**Your assignment**
Select from the data all lines with the word "capacity".

**Dataset**
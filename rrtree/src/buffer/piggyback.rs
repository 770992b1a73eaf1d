//! Leaf piggybacking: merging buffered operations into leaves that a
//! traversal visits anyway.
//!
//! A [`LeafNodeModifier`] is consulted once per visited leaf. The
//! [`Piggybacker`] variant asks the update buffer for operations near the
//! leaf, lets the leaf pick the ones that fit, applies as many as the
//! leaf's capacity allows, and remembers them. Nothing is removed from the
//! buffer until [`LeafNodeModifier::finalize_modifications`] runs, so the
//! buffer stays the source of truth for every operation not yet finalized.

use std::fmt;
use std::sync::Arc;

use indexmap::IndexSet;
use log::{trace, warn};

use super::operation::{OperationEntry, SpatialItem};
use super::tracer::{NoopTracer, ObjectTracer};
use crate::bounding_box::BoundingBox;

/// Per-leaf-visit accounting filled in by [`Piggybacker::modify`] and the
/// visited node, then read back by the caller.
#[derive(Debug, Clone, Default, PartialEq, Eq)]
pub struct PiggybackingInfo {
    num_size_increasing: usize,
    num_size_decreasing: usize,
    unpiggybackable_size_increasing: usize,
    unpiggybackable_size_decreasing: usize,
    ops_not_yet_applied: usize,
    node_changed: bool,
}

impl PiggybackingInfo {
    pub fn new() -> Self {
        Self::default()
    }

    pub fn increment_size_increasing(&mut self) {
        self.num_size_increasing += 1;
    }

    pub fn increment_size_decreasing(&mut self) {
        self.num_size_decreasing += 1;
    }

    pub fn increment_not_yet_applied(&mut self) {
        self.ops_not_yet_applied += 1;
    }

    /// Records that `count` counted operations were applied to the node.
    pub fn mark_applied(&mut self, count: usize) {
        self.ops_not_yet_applied = self.ops_not_yet_applied.saturating_sub(count);
    }

    pub fn num_size_increasing(&self) -> usize {
        self.num_size_increasing
    }

    pub fn num_size_decreasing(&self) -> usize {
        self.num_size_decreasing
    }

    pub fn unpiggybackable_size_increasing(&self) -> usize {
        self.unpiggybackable_size_increasing
    }

    pub fn unpiggybackable_size_decreasing(&self) -> usize {
        self.unpiggybackable_size_decreasing
    }

    /// Candidates counted for this visit that have not been applied.
    pub fn ops_not_yet_applied(&self) -> usize {
        self.ops_not_yet_applied
    }

    /// Capped at the number of size-increasing candidates counted.
    pub fn set_unpiggybackable_size_increasing(&mut self, count: usize) {
        self.unpiggybackable_size_increasing = count.min(self.num_size_increasing);
    }

    /// Capped at the number of size-decreasing candidates counted.
    pub fn set_unpiggybackable_size_decreasing(&mut self, count: usize) {
        self.unpiggybackable_size_decreasing = count.min(self.num_size_decreasing);
    }

    pub fn set_node_changed(&mut self, changed: bool) {
        self.node_changed = changed;
    }

    pub fn is_node_changed(&self) -> bool {
        self.node_changed
    }

    /// How many size-increasing operations the node agreed to take.
    pub fn num_insertions_to_apply(&self) -> usize {
        self.num_size_increasing - self.unpiggybackable_size_increasing
    }

    /// How many size-decreasing operations the node agreed to take.
    pub fn num_deletions_to_apply(&self) -> usize {
        self.num_size_decreasing - self.unpiggybackable_size_decreasing
    }
}

/// A leaf node as seen by the piggybacker. The node alone knows its fit
/// and capacity rules.
pub trait PiggybackTarget<T: SpatialItem> {
    /// Bounding region of the node's current entries; `None` when it has none.
    fn compute_descriptor(&self) -> Option<BoundingBox>;

    /// Picks the candidates that can be merged into this node.
    fn select_fitting_operations<I>(&self, candidates: I, use_epsilon: bool) -> Vec<OperationEntry<T>>
    where
        I: Iterator<Item = OperationEntry<T>>;

    fn operation_will_increase_node_size(&self, entry: &OperationEntry<T>) -> bool;

    /// Sets the unpiggybackable counts on `info` from the counted candidates
    /// and the node's remaining capacity, and may mark the node changed.
    fn limit_number_of_operations(&mut self, info: &mut PiggybackingInfo);

    /// Applies at most `max_insertions` size-increasing and `max_deletions`
    /// size-decreasing candidates in place and returns exactly those applied.
    fn execute_constrained_subset_of_ops(
        &mut self,
        candidates: &[OperationEntry<T>],
        max_insertions: usize,
        max_deletions: usize,
    ) -> Vec<OperationEntry<T>>;
}

/// The pending-operation store consulted and trimmed by the piggybacker.
pub trait OperationBuffer<T: SpatialItem> {
    /// Pending entries of either kind whose region intersects `descriptor`.
    fn query_entry_of_any_type<'a>(
        &'a self,
        descriptor: &BoundingBox,
    ) -> Box<dyn Iterator<Item = &'a OperationEntry<T>> + 'a>;

    /// Removes exactly this entry; returns false if it was not pending.
    fn remove_exact_entry(&mut self, entry: &OperationEntry<T>) -> bool;
}

/// The tree side of finalization.
pub trait OperationSink<T: SpatialItem> {
    /// Makes an operation already merged into a node authoritative.
    fn complete_operation(&mut self, entry: &OperationEntry<T>);
}

/// Tally of finalized piggybacked operations.
#[derive(Debug, Clone, Copy, Default, PartialEq, Eq)]
pub struct PiggybackStatistics {
    pub insertions: u64,
    pub deletions: u64,
}

impl PiggybackStatistics {
    pub fn record<T>(&mut self, entry: &OperationEntry<T>) {
        if entry.is_insertion() {
            self.insertions += 1;
        } else {
            self.deletions += 1;
        }
    }

    pub fn total(&self) -> u64 {
        self.insertions + self.deletions
    }
}

/// Merges buffered operations into visited leaves and commits them on finalize.
pub struct Piggybacker<T: SpatialItem> {
    applied: IndexSet<OperationEntry<T>>,
    tracer: Arc<dyn ObjectTracer>,
}

impl<T: SpatialItem> fmt::Debug for Piggybacker<T> {
    fn fmt(&self, f: &mut fmt::Formatter<'_>) -> fmt::Result {
        f.debug_struct("Piggybacker")
            .field("applied", &self.applied)
            .finish_non_exhaustive()
    }
}

impl<T: SpatialItem> Default for Piggybacker<T> {
    fn default() -> Self {
        Self::new()
    }
}

impl<T: SpatialItem> Piggybacker<T> {
    pub fn new() -> Self {
        Self::with_tracer(Arc::new(NoopTracer))
    }

    pub fn with_tracer(tracer: Arc<dyn ObjectTracer>) -> Self {
        Self {
            applied: IndexSet::new(),
            tracer,
        }
    }

    /// Operations applied to nodes and waiting for finalization.
    pub fn pending_commits(&self) -> usize {
        self.applied.len()
    }

    pub fn has_pending_commits(&self) -> bool {
        !self.applied.is_empty()
    }

    /// Merges fitting buffered operations into `node`.
    ///
    /// Returns whether the node reports itself changed. Operations applied
    /// by an earlier call and not yet finalized are never offered again.
    pub fn modify<N, B>(
        &mut self,
        node: &mut N,
        buffer: &B,
        use_epsilon: bool,
        epsilon: f64,
        info: &mut PiggybackingInfo,
    ) -> bool
    where
        N: PiggybackTarget<T>,
        B: OperationBuffer<T>,
    {
        let Some(descriptor) = node.compute_descriptor() else {
            return false;
        };
        let catchment = if use_epsilon {
            descriptor.expanded(epsilon)
        } else {
            descriptor
        };

        let applied = &self.applied;
        let nearby = buffer
            .query_entry_of_any_type(&catchment)
            .filter(|entry| !applied.contains(*entry))
            .cloned();
        let candidates = node.select_fitting_operations(nearby, use_epsilon);

        if candidates.is_empty() {
            trace!("no piggyback candidates for leaf {}", descriptor);
            return false;
        }

        let extra = format!("leaf {}", descriptor);
        for entry in &candidates {
            let tag = if node.operation_will_increase_node_size(entry) {
                info.increment_size_increasing();
                "piggyback-increasing"
            } else {
                info.increment_size_decreasing();
                "piggyback-decreasing"
            };
            self.tracer.trace_update_tree_entry(entry, tag, &extra);
            info.increment_not_yet_applied();
        }

        node.limit_number_of_operations(info);
        let max_insertions = info.num_insertions_to_apply();
        let max_deletions = info.num_deletions_to_apply();

        let executed = node.execute_constrained_subset_of_ops(&candidates, max_insertions, max_deletions);
        info.mark_applied(executed.len());

        trace!(
            "leaf {}: {} candidates, {} applied (caps {} / {})",
            descriptor,
            candidates.len(),
            executed.len(),
            max_insertions,
            max_deletions
        );

        self.applied.extend(executed);
        info.is_node_changed()
    }

    /// Commits every operation applied since the last finalize: the tree
    /// completes it, the buffer forgets it, `stats` counts it.
    pub fn finalize_modifications<B, S>(
        &mut self,
        buffer: &mut B,
        sink: &mut S,
        stats: &mut PiggybackStatistics,
    ) where
        B: OperationBuffer<T>,
        S: OperationSink<T>,
    {
        for entry in self.applied.drain(..) {
            sink.complete_operation(&entry);
            if !buffer.remove_exact_entry(&entry) {
                warn!("piggybacked operation {:?} was no longer buffered", entry);
            }
            stats.record(&entry);
        }
    }
}

/// Strategy consulted on every visited leaf.
#[derive(Debug)]
pub enum LeafNodeModifier<T: SpatialItem> {
    /// Piggybacking disabled.
    Null,
    Piggybacker(Piggybacker<T>),
}

impl<T: SpatialItem> LeafNodeModifier<T> {
    pub fn null() -> Self {
        LeafNodeModifier::Null
    }

    pub fn piggybacker(tracer: Arc<dyn ObjectTracer>) -> Self {
        LeafNodeModifier::Piggybacker(Piggybacker::with_tracer(tracer))
    }

    /// Picks the variant for a tree: piggybacking on or off.
    pub fn from_settings(piggybacking: bool, tracer: Arc<dyn ObjectTracer>) -> Self {
        if piggybacking {
            Self::piggybacker(tracer)
        } else {
            Self::null()
        }
    }

    pub fn is_enabled(&self) -> bool {
        matches!(self, LeafNodeModifier::Piggybacker(_))
    }

    pub fn pending_commits(&self) -> usize {
        match self {
            LeafNodeModifier::Null => 0,
            LeafNodeModifier::Piggybacker(p) => p.pending_commits(),
        }
    }

    /// See [`Piggybacker::modify`]. The null modifier never changes a node.
    pub fn modify<N, B>(
        &mut self,
        node: &mut N,
        buffer: &B,
        use_epsilon: bool,
        epsilon: f64,
        info: &mut PiggybackingInfo,
    ) -> bool
    where
        N: PiggybackTarget<T>,
        B: OperationBuffer<T>,
    {
        match self {
            LeafNodeModifier::Null => false,
            LeafNodeModifier::Piggybacker(p) => p.modify(node, buffer, use_epsilon, epsilon, info),
        }
    }

    /// See [`Piggybacker::finalize_modifications`]. A no-op for the null modifier.
    pub fn finalize_modifications<B, S>(
        &mut self,
        buffer: &mut B,
        sink: &mut S,
        stats: &mut PiggybackStatistics,
    ) where
        B: OperationBuffer<T>,
        S: OperationSink<T>,
    {
        if let LeafNodeModifier::Piggybacker(p) = self {
            p.finalize_modifications(buffer, sink, stats);
        }
    }
}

**Exercise result**
//! leaf's capacity allows, and remembers them. Nothing is removed from the
/// and capacity rules.
    /// and the node's remaining capacity, and may mark the node changed.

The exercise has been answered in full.